For the second year in a row, global GDP grew in 2015 while global carbon emissions stayed flat. This terminates a link that had persisted for 200 years, and it suggests that mitigating climate change won't be disastrous for the global economy. Since the Industrial Revolution, fossil fuels—coal for warmth and power; petroleum for asphalt and transport—have driven and even indicated economic growth. Given this history, and given the grave consequences of carbon emissions, it seems no exaggeration to call this the most important political-economy news this millennium. CO₂ emissions aren’t just another economic indicator.
Think about that a sec. For 200 years, the growth of our civilization has been measurable in CO₂ output.
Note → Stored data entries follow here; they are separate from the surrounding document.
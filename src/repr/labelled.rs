use fxhash::FxHashMap;
use smallvec::SmallVec;
use tracing::warn;

use super::*;

/// Adjacency list of a single vertex. Most vertices of sparse input graphs have few neighbors,
/// so we keep up to four half-edges inline.
pub type HalfEdges = SmallVec<[HalfEdge; 4]>;

/// A half-edge whose target name did not resolve to any vertex.
/// It is kept for diagnostics only and never reached by any traversal.
#[derive(Debug, Clone, PartialEq, Eq)]
pub struct DanglingHalfEdge {
    pub source: Node,
    pub target: String,
    pub weight: Weight,
}

/// An undirected, weighted graph with named vertices.
///
/// Vertices live in an arena and are addressed by dense [`Node`] indices in insertion order;
/// the name of a vertex is its identity and is mapped to its index by a hash map maintained
/// during construction. All analyses only take `&self`.
#[derive(Debug, Clone, Default)]
pub struct LabelledGraph {
    name: String,
    names: Vec<String>,
    index: FxHashMap<String, Node>,
    nbs: Vec<HalfEdges>,
    num_edges: NumEdges,
    dangling: Vec<DanglingHalfEdge>,
}

impl LabelledGraph {
    /// Creates a new graph with the given name and no vertices
    pub fn new<S: Into<String>>(name: S) -> Self {
        Self {
            name: name.into(),
            ..Default::default()
        }
    }

    /// Creates a graph from a list of named, weighted edges
    ///
    /// # Examples
    /// ```
    /// use lgraphs::prelude::*;
    ///
    /// let g = LabelledGraph::from_named_edges("g", [("a", "b", 1), ("b", "c", 4)]);
    /// assert_eq!(g.number_of_nodes(), 3);
    /// assert_eq!(g.number_of_edges(), 2);
    /// assert_eq!(g.find_vertex("c"), Some(2));
    /// ```
    pub fn from_named_edges<'a, S, I>(name: S, edges: I) -> Self
    where
        S: Into<String>,
        I: IntoIterator<Item = (&'a str, &'a str, Weight)>,
    {
        let mut graph = Self::new(name);
        for (u, v, w) in edges {
            graph.add_edge_by_names(u, v, w);
        }
        graph
    }

    /// Returns the name of the graph
    pub fn name(&self) -> &str {
        &self.name
    }

    /// Adds the single half-edge `u -> v`.
    ///
    /// The caller is responsible for adding the matching `v -> u`; the edge counter is not touched.
    /// Prefer [`GraphEdgeEditing::add_edge`] which maintains both.
    /// ** Panics if `u >= n || v >= n` **
    pub fn add_half_edge(&mut self, u: Node, v: Node, weight: Weight) {
        assert!(v < self.number_of_nodes());
        self.nbs[u as usize].push(HalfEdge::new(v, weight));
    }

    /// Adds a half-edge from `u` to the vertex called `target`.
    ///
    /// If no vertex with that name exists, the half-edge is recorded as dangling, skipped by all
    /// algorithms, and `false` is returned.
    pub fn add_half_edge_to_name(&mut self, u: Node, target: &str, weight: Weight) -> bool {
        match self.find_vertex(target) {
            Some(v) => {
                self.add_half_edge(u, v, weight);
                true
            }
            None => {
                warn!(
                    vertex = self.name_of(u),
                    missing = target,
                    "half-edge points to unknown vertex; it will be ignored"
                );
                self.dangling.push(DanglingHalfEdge {
                    source: u,
                    target: target.to_string(),
                    weight,
                });
                false
            }
        }
    }

    /// Returns all half-edges whose target could not be resolved
    pub fn dangling_half_edges(&self) -> &[DanglingHalfEdge] {
        &self.dangling
    }

    /// Returns the weight of the lightest edge between `u` and `v`, if any
    pub fn weight_between(&self, u: Node, v: Node) -> Option<Weight> {
        self.nbs[u as usize]
            .iter()
            .filter(|h| h.target == v)
            .map(|h| h.weight)
            .min()
    }
}

impl GraphNodeOrder for LabelledGraph {
    fn number_of_nodes(&self) -> NumNodes {
        self.nbs.len() as NumNodes
    }
}

impl GraphEdgeOrder for LabelledGraph {
    fn number_of_edges(&self) -> NumEdges {
        self.num_edges
    }
}

impl AdjacencyList for LabelledGraph {
    fn half_edges_of(&self, u: Node) -> &[HalfEdge] {
        &self.nbs[u as usize]
    }
}

impl NamedVertices for LabelledGraph {
    fn name_of(&self, u: Node) -> &str {
        &self.names[u as usize]
    }

    fn find_vertex(&self, name: &str) -> Option<Node> {
        self.index.get(name).copied()
    }
}

impl GraphEdgeEditing for LabelledGraph {
    fn add_vertex(&mut self, name: &str) -> Node {
        if let Some(u) = self.find_vertex(name) {
            return u;
        }

        let u = self.number_of_nodes();
        assert!(u < INVALID_NODE, "Too many vertices");
        self.names.push(name.to_string());
        self.index.insert(name.to_string(), u);
        self.nbs.push(HalfEdges::new());
        u
    }

    fn add_edge(&mut self, u: Node, v: Node, weight: Weight) {
        self.add_half_edge(u, v, weight);
        self.add_half_edge(v, u, weight);
        self.num_edges += 1;
    }
}
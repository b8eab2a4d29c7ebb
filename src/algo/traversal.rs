/*!
Graph traversal algorithms.

This module provides:
- A generic traversal iterator [`TraversalSearch`] covering BFS and DFS, with and without
  predecessor tracking, parameterized by the visitation marker.
- A high-level [`Traversal`] trait that exposes traversals directly as methods on graphs.

Neighbors are visited in adjacency-list (i.e. construction) order. Half-edges whose target is
unknown never appear in adjacency lists (see [`DanglingHalfEdge`](crate::repr::DanglingHalfEdge))
and are thus never traversed.
*/

use super::*;
use std::{collections::VecDeque, marker::PhantomData};

/// Abstraction for items yielded by a traversal iterator.
///
/// Two implementations are provided:
/// - [`Node`]: stores only the node (no predecessor information).
/// - [`PredecessorOfNode`]: stores `(predecessor, node)` pairs.
pub trait SequencedItem: Clone + Copy {
    /// Constructs a new item with a predecessor.
    fn new_with_predecessor(predecessor: Node, item: Node) -> Self;

    /// Constructs a new item without predecessor information.
    fn new_without_predecessor(item: Node) -> Self;

    /// Returns the node represented by this item.
    fn item(&self) -> Node;

    /// Returns the predecessor of this node, if any.
    fn predecessor(&self) -> Option<Node>;
}

impl SequencedItem for Node {
    fn new_with_predecessor(_: Node, item: Node) -> Self {
        item
    }
    fn new_without_predecessor(item: Node) -> Self {
        item
    }
    fn item(&self) -> Node {
        *self
    }
    fn predecessor(&self) -> Option<Node> {
        None
    }
}

/// Compact representation of `(predecessor, node)`.
///
/// The absence of a predecessor is encoded by setting both entries to the same node. Since a
/// traversal never enters a node twice, a self-loop cannot be confused with a root.
pub type PredecessorOfNode = (Node, Node);

impl SequencedItem for PredecessorOfNode {
    fn new_with_predecessor(predecessor: Node, item: Node) -> Self {
        (predecessor, item)
    }
    fn new_without_predecessor(item: Node) -> Self {
        (item, item)
    }
    fn item(&self) -> Node {
        self.1
    }
    fn predecessor(&self) -> Option<Node> {
        if self.0 == self.1 { None } else { Some(self.0) }
    }
}

/// The traversal frontier. Its pop order determines the traversal order:
///
/// - [`VecDeque`] -> queue semantics -> **BFS**
/// - [`Vec`] -> stack semantics -> **DFS**
pub trait NodeSequencer<T>: Default {
    /// Pushes a node into the frontier.
    fn push(&mut self, item: T);

    /// Removes and returns the next node from the frontier.
    fn pop(&mut self) -> Option<T>;

    /// Returns the number of items currently in the frontier.
    fn cardinality(&self) -> usize;
}

impl<T> NodeSequencer<T> for VecDeque<T> {
    fn push(&mut self, u: T) {
        self.push_back(u)
    }
    fn pop(&mut self) -> Option<T> {
        self.pop_front()
    }
    fn cardinality(&self) -> usize {
        self.len()
    }
}

impl<T> NodeSequencer<T> for Vec<T> {
    fn push(&mut self, u: T) {
        self.push(u)
    }
    fn pop(&mut self) -> Option<T> {
        self.pop()
    }
    fn cardinality(&self) -> usize {
        self.len()
    }
}

/// Generic traversal iterator supporting BFS and DFS variants.
///
/// Maintains an explicit frontier (queue or stack), a visitation marker `V`, and optionally
/// records predecessor information. Each reachable node is yielded exactly once.
pub struct TraversalSearch<'a, G, S, I, V>
where
    G: AdjacencyList,
    S: NodeSequencer<I>,
    I: SequencedItem,
    V: Set<Node>,
{
    graph: &'a G,
    visited: V,
    sequencer: S,
    // all nodes below are known to be visited
    restart_cursor: Node,
    _item: PhantomData<I>,
}

/// A BFS traversal iterator using a custom visitation marker.
pub type BFSWithSet<'a, G, V> = TraversalSearch<'a, G, VecDeque<Node>, Node, V>;

/// A DFS traversal iterator using a custom visitation marker.
pub type DFSWithSet<'a, G, V> = TraversalSearch<'a, G, Vec<Node>, Node, V>;

/// A BFS traversal iterator over the graph.
pub type BFS<'a, G> = TraversalSearch<'a, G, VecDeque<Node>, Node, NodeMarker>;

/// A DFS traversal iterator over the graph.
pub type DFS<'a, G> = TraversalSearch<'a, G, Vec<Node>, Node, NodeMarker>;

/// A BFS traversal iterator that records predecessor information.
pub type BFSWithPredecessor<'a, G> =
    TraversalSearch<'a, G, VecDeque<PredecessorOfNode>, PredecessorOfNode, NodeMarker>;

/// A DFS traversal iterator that records predecessor information.
pub type DFSWithPredecessor<'a, G> =
    TraversalSearch<'a, G, Vec<PredecessorOfNode>, PredecessorOfNode, NodeMarker>;

impl<G, S, I, V> Iterator for TraversalSearch<'_, G, S, I, V>
where
    G: AdjacencyList,
    S: NodeSequencer<I>,
    I: SequencedItem,
    V: Set<Node>,
{
    type Item = I;

    fn next(&mut self) -> Option<Self::Item> {
        let popped = self.sequencer.pop()?;
        let u = popped.item();

        for v in self.graph.neighbors_of(u) {
            if !self.visited.insert(v) {
                self.sequencer.push(I::new_with_predecessor(u, v));
            }
        }

        Some(popped)
    }

    fn size_hint(&self) -> (usize, Option<usize>) {
        (
            self.sequencer.cardinality(),
            Some(self.graph.len() - self.visited.len() + self.sequencer.cardinality()),
        )
    }
}

impl<'a, G, S, I, V> TraversalSearch<'a, G, S, I, V>
where
    G: AdjacencyList,
    S: NodeSequencer<I>,
    I: SequencedItem,
    V: Set<Node> + FromCapacity,
{
    /// Creates a new traversal iterator starting from `start`.
    /// ** Panics if `start >= n` **
    pub fn new(graph: &'a G, start: Node) -> Self {
        assert!(start < graph.number_of_nodes());
        let mut search = Self::new_unstarted(graph);
        search.visited.insert(start);
        search.sequencer.push(I::new_without_predecessor(start));
        search
    }

    /// Creates a traversal iterator with an empty frontier.
    /// It yields nothing until it is (re)started via [`TraversalSearch::try_restart_at_unvisited`].
    /// This also works for graphs without nodes.
    pub fn new_unstarted(graph: &'a G) -> Self {
        let len = graph.len();
        Self {
            graph,
            visited: V::from_total_used_capacity(len, len),
            sequencer: S::default(),
            restart_cursor: 0,
            _item: PhantomData,
        }
    }
}

impl<'a, G, S, I, V> TraversalSearch<'a, G, S, I, V>
where
    G: AdjacencyList,
    S: NodeSequencer<I>,
    I: SequencedItem,
    V: Set<Node>,
{
    /// Tries to restart the search at the first yet unvisited node (in vertex order) and returns
    /// the new start node if successful. Requires that the search came to a hold earlier,
    /// i.e. self.next() returned None.
    pub fn try_restart_at_unvisited(&mut self) -> Option<Node> {
        debug_assert_eq!(self.sequencer.cardinality(), 0);

        let n = self.graph.number_of_nodes();
        while self.restart_cursor < n && self.visited.contains(&self.restart_cursor) {
            self.restart_cursor += 1;
        }

        (self.restart_cursor < n).then(|| {
            let x = self.restart_cursor;
            self.visited.insert(x);
            self.sequencer.push(I::new_without_predecessor(x));
            x
        })
    }

}

/// Provides convenient traversal methods on every graph
pub trait Traversal: AdjacencyList + Sized {
    /// Returns an iterator that traverses nodes reachable from `start`
    /// in **breadth-first search (BFS) order**.
    ///
    /// # Examples
    /// ```
    /// use lgraphs::{prelude::*, algo::*};
    ///
    /// let g = LabelledGraph::from_named_edges("g", [("a", "b", 1), ("a", "c", 1), ("b", "d", 1)]);
    ///
    /// let order: Vec<_> = g.bfs(0).map(|u| g.name_of(u)).collect();
    /// assert_eq!(order, vec!["a", "b", "c", "d"]);
    /// ```
    fn bfs(&self, start: Node) -> BFS<'_, Self> {
        BFS::new(self, start)
    }

    /// Returns an iterator that traverses nodes reachable from `start`
    /// in **depth-first search (DFS) order**.
    ///
    /// # Examples
    /// ```
    /// use lgraphs::{prelude::*, algo::*};
    ///
    /// let g = LabelledGraph::from_named_edges("g", [("a", "b", 1), ("a", "c", 1), ("b", "d", 1)]);
    ///
    /// let order: Vec<_> = g.dfs(0).map(|u| g.name_of(u)).collect();
    /// assert_eq!(order, vec!["a", "c", "b", "d"]);
    /// ```
    fn dfs(&self, start: Node) -> DFS<'_, Self> {
        DFS::new(self, start)
    }

    /// Returns a BFS iterator starting from `start` that additionally
    /// yields the predecessor relation (edges traversed).
    fn bfs_with_predecessor(&self, start: Node) -> BFSWithPredecessor<'_, Self> {
        BFSWithPredecessor::new(self, start)
    }

    /// Returns a DFS iterator starting from `start` that additionally
    /// yields the predecessor relation (edges traversed).
    fn dfs_with_predecessor(&self, start: Node) -> DFSWithPredecessor<'_, Self> {
        DFSWithPredecessor::new(self, start)
    }

    /// Returns *true* if there exists a path from `u` to `v`
    fn is_reachable(&self, u: Node, v: Node) -> bool {
        self.bfs(u).any(|w| w == v)
    }
}

impl<G> Traversal for G where G: AdjacencyList + Sized {}

#[cfg(test)]
pub mod tests {
    use super::*;
    use fxhash::FxHashSet;
    use itertools::Itertools;

    //  / b --- \
    // a         e - d
    //  \ c - f /
    fn diamond() -> LabelledGraph {
        LabelledGraph::from_named_edges(
            "diamond",
            [
                ("a", "b", 1),
                ("a", "c", 1),
                ("e", "d", 1),
                ("c", "f", 1),
                ("b", "e", 1),
                ("f", "e", 1),
            ],
        )
    }

    fn names(graph: &LabelledGraph, order: impl Iterator<Item = Node>) -> Vec<&str> {
        order.map(|u| graph.name_of(u)).collect_vec()
    }

    #[test]
    fn bfs_order() {
        let graph = diamond();
        assert_eq!(
            names(&graph, graph.bfs(0)),
            vec!["a", "b", "c", "e", "f", "d"]
        );

        let f = graph.find_vertex("f").unwrap();
        assert_eq!(
            names(&graph, graph.bfs(f)),
            vec!["f", "c", "e", "a", "d", "b"]
        );
    }

    #[test]
    fn dfs_visits_every_reachable_node_once() {
        let graph = diamond();
        let order = graph.dfs(0).collect_vec();
        assert_eq!(order.len(), 6);
        assert_eq!(order[0], 0);
        assert!(order.iter().all_unique());
    }

    #[test]
    fn bfs_with_predecessor() {
        let graph = diamond();
        let mut edges = graph
            .bfs_with_predecessor(0)
            .map(|x| {
                (
                    x.predecessor().map(|p| graph.name_of(p)),
                    graph.name_of(x.item()),
                )
            })
            .collect_vec();
        edges.sort();
        assert_eq!(
            edges,
            vec![
                (None, "a"),
                (Some("a"), "b"),
                (Some("a"), "c"),
                (Some("b"), "e"),
                (Some("c"), "f"),
                (Some("e"), "d"),
            ]
        );
    }

    #[test]
    fn restart_covers_all_components() {
        let mut graph = LabelledGraph::from_named_edges("g", [("a", "b", 1), ("c", "d", 1)]);
        graph.add_vertex("e");

        let mut search = DFS::new_unstarted(&graph);
        assert_eq!(search.next(), None);

        let mut roots = Vec::new();
        let mut visited = Vec::new();
        while let Some(root) = search.try_restart_at_unvisited() {
            roots.push(root);
            visited.extend(search.by_ref());
        }

        assert_eq!(roots, vec![0, 2, 4]);
        assert_eq!(visited.into_iter().sorted().collect_vec(), (0..5).collect_vec());
    }

    #[test]
    fn empty_graph_has_nothing_to_traverse() {
        let graph = LabelledGraph::new("empty");
        let mut search = BFS::new_unstarted(&graph);
        assert_eq!(search.next(), None);
        assert_eq!(search.try_restart_at_unvisited(), None);
    }

    #[test]
    fn custom_visitation_marker() {
        let graph = diamond();
        let order = BFSWithSet::<_, FxHashSet<Node>>::new(&graph, 0).collect_vec();
        assert_eq!(order, graph.bfs(0).collect_vec());

        let order = DFSWithSet::<_, FxHashSet<Node>>::new(&graph, 0).collect_vec();
        assert_eq!(order, graph.dfs(0).collect_vec());
    }

    #[test]
    fn parallel_edges_and_loops() {
        let graph =
            LabelledGraph::from_named_edges("g", [("a", "a", 1), ("a", "b", 1), ("b", "a", 2)]);
        assert_eq!(graph.bfs(0).collect_vec(), vec![0, 1]);
        assert_eq!(graph.dfs_with_predecessor(1).collect_vec(), vec![(1, 1), (1, 0)]);
        assert!(graph.is_reachable(1, 0));
    }
}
That’s because CO₂ has marked the energy we’ve used to construct buildings, transport goods, and heat our homes. So those arguing that any attempt to regulate CO₂ might affect the quality of life had a couple of centuries of if-this-then-that to fall back on.
Only now … that’s no longer true.
Additionally, 21 countries have grown their economies while shrinking their carbon emissions since 2000, according to new research from the World Resources Institute. They are all developed, post-industrial economies in Europe or the Americas… The United States is the largest country to have decoupled: Since 2010, its carbon emissions have fallen 6 percent.
Which, on the surface of it sounds like not good news … but fran-friggin-tastic news. Except that sadly, everything isn’t quite so shiny as it seems. Because one word can explain how the United States pulled off this miracle, and that word is: Fracking.